Liz Stanley, who currently holds a research chair in sociology
at the University of Newcastle, will deliver the 2004 Henrietta
Harvey Lecture in February.
Dr. Stanley previously was chair of sociology at the University
of Manchester in the UK, and has been editor of Women’s
Studies International Forum, Sociology, Auto/Biography and
founding editor of Sociological Research Online.

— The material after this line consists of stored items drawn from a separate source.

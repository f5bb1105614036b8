//! Smoke-test runner: loads a raw core image and runs it to a software HLT.
//!
//! The image is a flat sequence of little-endian 16-bit words, one per PDP-8
//! memory cell (only the low 12 bits of each are used), loaded starting at
//! field 0 address 0. Execution starts at 0o0200, the conventional origin
//! for PDP-8 test and diagnostic binaries.
//!
//! Download a diagnostic such as MAINDEC-8E-D0AB (Instruction Test 1) and
//! assemble it to this format, or write a small program of your own.

use pdp8::{Config, Cpu, HaltReason, Leds, RunOutcome, Switches};
use std::fs;

const START_ADDRESS: u16 = 0o0200;
const STUCK_THRESHOLD: u32 = 3;

fn main() {
    let image_path = std::env::args()
        .nth(1)
        .unwrap_or_else(|| "test-roms/pdp8_diag.bin".to_string());

    let raw = match fs::read(&image_path) {
        Ok(data) => data,
        Err(e) => {
            eprintln!("Failed to load core image '{image_path}': {e}");
            eprintln!();
            eprintln!("Usage: pdp8smoke [path-to-image]");
            eprintln!("The image is raw little-endian 16-bit words (low 12 bits used),");
            eprintln!("one per memory cell, loaded at field 0 address 0.");
            std::process::exit(1);
        }
    };

    println!("Running PDP-8 core image: {image_path} ({} bytes)", raw.len());

    let config = Config {
        hlt_exits_to_shell: true,
        ..Config::new()
    };
    let mut cpu = Cpu::new(config).expect("default configuration is always valid");

    for (i, word) in raw.chunks(2).enumerate() {
        let lo = word[0] as u16;
        let hi = *word.get(1).unwrap_or(&0) as u16;
        cpu.mem.write(i as u32, (lo | (hi << 8)) & 0o7777);
    }
    cpu.regs.pc = START_ADDRESS;

    let switches = Switches::default();
    let mut leds = Leds::default();

    let mut last_pc = cpu.regs.pc;
    let mut stuck_count = 0u32;
    let mut instruction_count: u64 = 0;
    let start_time = std::time::Instant::now();

    loop {
        let mut budget = 1i64;
        let outcome = cpu.run(&switches, &mut leds, &mut budget);
        instruction_count += 1;

        match outcome {
            RunOutcome::Halted(HaltReason::Halt, _) => {
                let elapsed = start_time.elapsed();
                println!("HLT reached. AC={:04o} L={}", cpu.regs.ac, cpu.regs.l as u8);
                println!();
                println!("Statistics:");
                println!("  Instructions executed: {instruction_count}");
                println!("  Time elapsed: {elapsed:?}");
                println!(
                    "  Effective speed: {:.2} kHz",
                    instruction_count as f64 / elapsed.as_secs_f64() / 1_000.0
                );
                std::process::exit(0);
            }
            RunOutcome::Halted(HaltReason::Loop, _) => {
                println!("Fatal JMP-to-self loop at PC={:04o} (interrupts disabled)", cpu.regs.pc);
                std::process::exit(1);
            }
            RunOutcome::Halted(reason, pending) => {
                println!("Halted: {reason:?} (pending action: {pending:?})");
                std::process::exit(1);
            }
            RunOutcome::BudgetExhausted => {}
        }

        if cpu.regs.pc == last_pc {
            stuck_count += 1;
            if stuck_count >= STUCK_THRESHOLD {
                println!("TRAP: PC stuck at {:04o} for {stuck_count} steps", cpu.regs.pc);
                println!();
                println!("Context: AC={:04o} L={} MQ={:04o}", cpu.regs.ac, cpu.regs.l as u8, cpu.regs.mq);
                println!("Instructions executed: {instruction_count}");
                std::process::exit(1);
            }
        } else {
            stuck_count = 0;
        }
        last_pc = cpu.regs.pc;

        if instruction_count % 1_000_000 == 0 {
            print!("\rExecuted {} million instructions, PC={:04o}...", instruction_count / 1_000_000, cpu.regs.pc);
            use std::io::Write;
            std::io::stdout().flush().unwrap();
        }
    }
}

Among her best known books are (with Sue Wise) Breaking
Out: Feminist Consciousness and Feminist Research (1983);
Breaking Out Again: Feminist Ontology and Epistemology
(1993); The Auto/Biographical I (1992); and
Feminist Praxis (1990). She has lived in New Zealand
and post-1994 South Africa, in the latter case for an extensive
Her main academic interests are concerned with grounded explorations
of epistemological matters, particularly regarding knowledge-claims
about the past, concerning the relationship between biography
and social structure, and in relation to cross-cultural comparisons.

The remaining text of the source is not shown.